Vier neue Durchgangsplätze

Der Gemeinderat von Sumiswald hat beschlossen, den gemeindeeigenen Eisplatz in Grünen bis vorerst am 30.Oktober 2017 zur Verfügung zu stellen (wir berichteten). Dort hat es Platz für 5 Wohnwagen. Zusammen mit der Pneu Bösiger AG bietet auch die Gemeinde Rohrbach auf dem Areal Alte Sagi Platz für 20 Wohnwagen an. Der Kanton wurde zudem in Interlaken unter dem Goldswilviadukt fündig, wo 5 Stellplätze möglich werden.

Weitere 15 Wohnwagen können die Schweizer Fahrenden künftig im Froumholz in der Gemeinde Muri-Gümligen abstellen. Noch muss die Gemeinde als Landeigentümerin die Frage eines Wegrechts klären. Der Kanton stattet die Plätze für insgesamt rund 70'000 Franken mit Wasser- und Stromanschlüssen, sanitären Anlagen und Umzäunungen aus.

Nur provisorisch

Ausser jenem in Sumiswald stehen die neuen Plätze vorerst nur bis November 2014 zur Verfügung. Auch die nach dem Protestcamp vom Frühling gefundenen Plätze in Bern und Biel sind lediglich Provisorien. Das ist der Grund, warum Gerzner gestern zwar Dank äusserte für die Bemühungen von Kanton und Gemeinden, gleichzeitig aber die bange Frage stellte: «Was ist danach?» «Wir sind in der Pflicht, den Schweizer Fahrenden Plätze zur Verfügung zu stellen», hielt Justizdirektor Christoph Neuhaus (SVP) fest.

Er beeilte sich festzuhalten, dass der Kanton nicht untätig gewesen sei, sondern «jahrelang» an der Suche nach Plätzen gearbeitet, jedoch stets Absagen erhalten habe. «Aber wir wollen den heutigen Schwung mitnehmen und weiterfahren», sagte er. Die Gemeinderäte von Bern und Biel hätten signalisiert, weiterhin Hand bieten zu wollen, mit weiteren Gemeinden sei der Kanton im Gespräch. Bis definite Durchgangs- und Standplätze zur Verfügung stünden, sei wegen der Planungsverfahren mit zwei bis drei Jahren zu rechnen. Bisherige Stand- und Durchgangsplätze stehen in Bern, Belp, Biel, Ins, Thun und Brienz weiterhin offen. «Sie werden uns bereichern»

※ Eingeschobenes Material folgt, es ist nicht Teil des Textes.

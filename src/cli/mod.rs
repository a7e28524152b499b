pub mod activities;
pub mod notes;
pub mod output;
pub mod review;

use std::{fmt::Display, path::PathBuf};

use anyhow::Result;
use chrono::{NaiveDate, NaiveDateTime};
use chrono_english::parse_date_string;
use clap::{Parser, Subcommand, ValueEnum};
use tracing::{level_filters::LevelFilter, warn};

use crate::{
    store::{
        error::StoreError,
        record_store::{LocalStore, RecordStore},
    },
    utils::{
        clock::{Clock, DefaultClock},
        dir::default_storage_root,
        logging::enable_logging,
        time::{parse_day_key, parse_local},
    },
};

#[derive(Parser, Debug)]
#[command(name = "Hoursme", version, long_about = None)]
#[command(about = "Track activity periods, daily reflections, and todos in plain local files", long_about = None)]
struct Args {
    #[command(subcommand)]
    commands: Commands,
    #[arg(long, help = "Enable logging")]
    log: bool,
    #[arg(
        long,
        help = "Storage root holding the data files. By default uses $XDG_DATA_HOME/hoursme"
    )]
    dir: Option<PathBuf>,
    #[arg(
        long,
        default_value = "Free Time",
        help = "Category excluded from the long-term summary figures"
    )]
    untracked: String,
    #[arg(long, default_value_t = DateStyle::Uk, help = "Style of dates used during parsing. For Uk it's day/month/year. For Us it's month/day/year")]
    date_style: DateStyle,
}

#[derive(Subcommand, Debug)]
#[command(version, about, long_about = None)]
enum Commands {
    #[command(about = "Show one day's activity periods and reflections")]
    Day {
        #[arg(help = "Day to show. Examples are \"yesterday\", \"2025-03-15\", \"15/03/2025\"")]
        when: Option<String>,
    },
    #[command(about = "Record a new activity period")]
    Add {
        #[arg(help = "Category name, e.g. \"Work\"")]
        category: String,
        #[arg(long, help = "Period start, e.g. \"2025/03/15 09:00\"")]
        start: String,
        #[arg(long, help = "Period end, e.g. \"2025/03/15 10:30\"")]
        end: String,
        #[arg(long, default_value = "", help = "Free-text details")]
        details: String,
    },
    #[command(about = "Show per-category totals for the week containing a day")]
    Week {
        #[arg(help = "Any day inside the week. Defaults to today")]
        when: Option<String>,
    },
    #[command(about = "Show total hours, days tracked, daily average, and top category")]
    Summary,
    #[command(about = "Record or list daily reflections")]
    Idea {
        #[command(subcommand)]
        command: IdeaCommand,
    },
    #[command(about = "Manage the todo list")]
    Todo {
        #[command(subcommand)]
        command: TodoCommand,
    },
    #[command(about = "Check every data file in the storage root for format problems")]
    Check,
}

#[derive(Subcommand, Debug)]
pub enum IdeaCommand {
    Add {
        text: String,
        #[arg(long, help = "Day the reflection belongs to. Defaults to today")]
        date: Option<String>,
    },
    List {
        #[arg(long, help = "Only show reflections for this day")]
        date: Option<String>,
    },
}

#[derive(Subcommand, Debug)]
pub enum TodoCommand {
    Add { text: String },
    List,
    #[command(about = "Remove a todo by the index shown in `todo list`")]
    Done { index: usize },
}

#[derive(Debug, Clone, Copy, ValueEnum)]
pub enum DateStyle {
    Uk,
    Us,
}

impl From<DateStyle> for chrono_english::Dialect {
    fn from(value: DateStyle) -> Self {
        match value {
            DateStyle::Uk => Self::Uk,
            DateStyle::Us => Self::Us,
        }
    }
}

impl Display for DateStyle {
    fn fmt(&self, f: &mut std::fmt::Formatter<'_>) -> std::fmt::Result {
        match self {
            DateStyle::Uk => write!(f, "uk"),
            DateStyle::Us => write!(f, "us"),
        }
    }
}

pub async fn run_cli() -> Result<()> {
    let args = Args::parse();

    let root = match args.dir.clone() {
        Some(dir) => dir,
        None => default_storage_root()?,
    };

    let store = LocalStore::new(root.clone())?;

    let logging_level = if args.log {
        Some(LevelFilter::TRACE)
    } else {
        None
    };
    enable_logging(&root, logging_level, args.log)?;
    let clock = DefaultClock;
    let dialect = args.date_style.into();

    match args.commands {
        Commands::Day { when } => {
            let day = resolve_day(when.as_deref(), &clock, dialect)?;
            activities::show_day(&store, day, &args.untracked).await
        }
        Commands::Add {
            category,
            start,
            end,
            details,
        } => {
            let start = resolve_moment(&start, &clock, dialect)?;
            let end = resolve_moment(&end, &clock, dialect)?;
            activities::add_period(&store, category, start, end, details).await
        }
        Commands::Week { when } => {
            let day = resolve_day(when.as_deref(), &clock, dialect)?;
            review::show_week(&store, day).await
        }
        Commands::Summary => review::show_summary(&store, clock.today(), &args.untracked).await,
        Commands::Idea { command } => notes::run_idea(&store, command, &clock, dialect).await,
        Commands::Todo { command } => notes::run_todo(&store, command).await,
        Commands::Check => run_check(&store).await,
    }
}

async fn run_check(store: &LocalStore) -> Result<()> {
    let report = store.validate_root().await?;
    if report.is_valid() {
        println!("All data files look fine.");
    } else {
        for error in &report.errors {
            println!("- {error}");
        }
        anyhow::bail!("{} problem(s) found", report.errors.len());
    }
    Ok(())
}

/// Turns an optional human date argument into a calendar day. Accepts the
/// stored `YYYY-MM-DD` key directly, everything else goes through
/// chrono-english.
pub(crate) fn resolve_day(
    text: Option<&str>,
    clock: &impl Clock,
    dialect: chrono_english::Dialect,
) -> Result<NaiveDate> {
    let Some(text) = text else {
        return Ok(clock.today());
    };
    if let Some(day) = parse_day_key(text) {
        return Ok(day);
    }
    let parsed = parse_date_string(text, clock.now(), dialect)
        .map_err(|e| anyhow::anyhow!("Can't read {text:?} as a date: {e}"))?;
    Ok(parsed.date_naive())
}

/// Turns a timestamp argument into a wall-clock moment. The canonical
/// `YYYY/MM/DD HH:mm` form wins; human phrases like "today 9am" fall back to
/// chrono-english.
pub(crate) fn resolve_moment(
    text: &str,
    clock: &impl Clock,
    dialect: chrono_english::Dialect,
) -> Result<NaiveDateTime> {
    if let Some(moment) = parse_local(text) {
        return Ok(moment);
    }
    let parsed = parse_date_string(text, clock.now(), dialect)
        .map_err(|e| anyhow::anyhow!("Can't read {text:?} as a timestamp: {e}"))?;
    Ok(parsed.naive_local())
}

/// Read-path degradation: I/O failures log and show an empty collection so
/// the views stay usable; format problems surface to the user.
pub(crate) fn read_or_empty<T>(result: Result<Vec<T>, StoreError>) -> Result<Vec<T>> {
    match result {
        Ok(v) => Ok(v),
        Err(StoreError::Io(e)) => {
            warn!("storage read failed, showing empty collection: {e}");
            Ok(vec![])
        }
        Err(e) => Err(e.into()),
    }
}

«Entscheidend für die Zukunft wird die Zusammenarbeit mit Bund, Kanton, Gemeinden und den Fahrenden sein», sagte der Emmentaler Regierungsstatthalter Markus Grossenbacher. «Ich wünsche mir, dass die Schweizer Fahrenden in unserer Gesellschaft den Platz erhalten, den sie verdienen», fügte er hinzu. Sumiswalds Gemeindepräsident Christian Waber zeigte sich überzeugt: «Der Kontakt mit den Jenischen wird uns bereichern.» Marc Heeb, Leiter der Orts- und Gewerbepolizei der Stadt Bern gab ihm recht und betonte, die Gemeinde habe mit den Jenischen auf dem kurzfristig eröffneten Durchgangsplatz nur positive Erfahrungen gemacht.

Für ausländische Fahrende kann der Kanton noch keine Lösung bieten. In Zusammenarbeit mit dem Bund sollen Transitplätze entlang der A1 und A5 geschaffen werden. Sollten ausländische Fahrende in Sumiswald halt machen wollen, «wird der Platz von der Polizei geräumt», versicherte Gemeindepräsident Waber.